## ACTIVITY
Every line containing the word "return" must be pulled from the records.

BEGIN

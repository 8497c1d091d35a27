//! Client configuration

use crate::error::{ClientError, ClientResult};
use dsync_protocol::{DEFAULT_PORT, MAX_FRAME_LEN};
use serde::Deserialize;
use std::path::Path;

/// Where the controller lives and how the session reads from it.
///
/// ```toml
/// host = "192.168.10.2"
/// port = 23883
/// max_frame_len = 65536
/// ```
#[derive(Debug, Clone, PartialEq, Eq, Deserialize)]
#[serde(default, deny_unknown_fields)]
pub struct ClientConfig {
    /// Controller host name or address
    pub host: String,
    /// Controller port
    pub port: u16,
    /// Largest frame accepted before the session fails
    pub max_frame_len: usize,
}

impl ClientConfig {
    pub fn new(host: impl Into<String>) -> Self {
        Self {
            host: host.into(),
            ..Self::default()
        }
    }

    pub fn with_port(mut self, port: u16) -> Self {
        self.port = port;
        self
    }

    pub fn from_toml_str(s: &str) -> ClientResult<Self> {
        let config: ClientConfig = toml::from_str(s).map_err(|e| ClientError::Config(e.to_string()))?;
        config.validate()?;
        Ok(config)
    }

    pub fn load(path: impl AsRef<Path>) -> ClientResult<Self> {
        let path = path.as_ref();
        let contents = std::fs::read_to_string(path)
            .map_err(|e| ClientError::Config(format!("{}: {}", path.display(), e)))?;
        Self::from_toml_str(&contents)
    }

    pub fn validate(&self) -> ClientResult<()> {
        if self.host.is_empty() {
            return Err(ClientError::Config("host must not be empty".into()));
        }
        if self.port == 0 {
            return Err(ClientError::Config("port must not be 0".into()));
        }
        if self.max_frame_len == 0 {
            return Err(ClientError::Config("max_frame_len must not be 0".into()));
        }
        Ok(())
    }
}

impl Default for ClientConfig {
    fn default() -> Self {
        Self {
            host: "127.0.0.1".to_string(),
            port: DEFAULT_PORT,
            max_frame_len: MAX_FRAME_LEN,
        }
    }
}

END

## FINAL ANSWER
            return Err(ClientError::Config("host must not be empty".into()));
            return Err(ClientError::Config("port must not be 0".into()));
            return Err(ClientError::Config("max_frame_len must not be 0".into()));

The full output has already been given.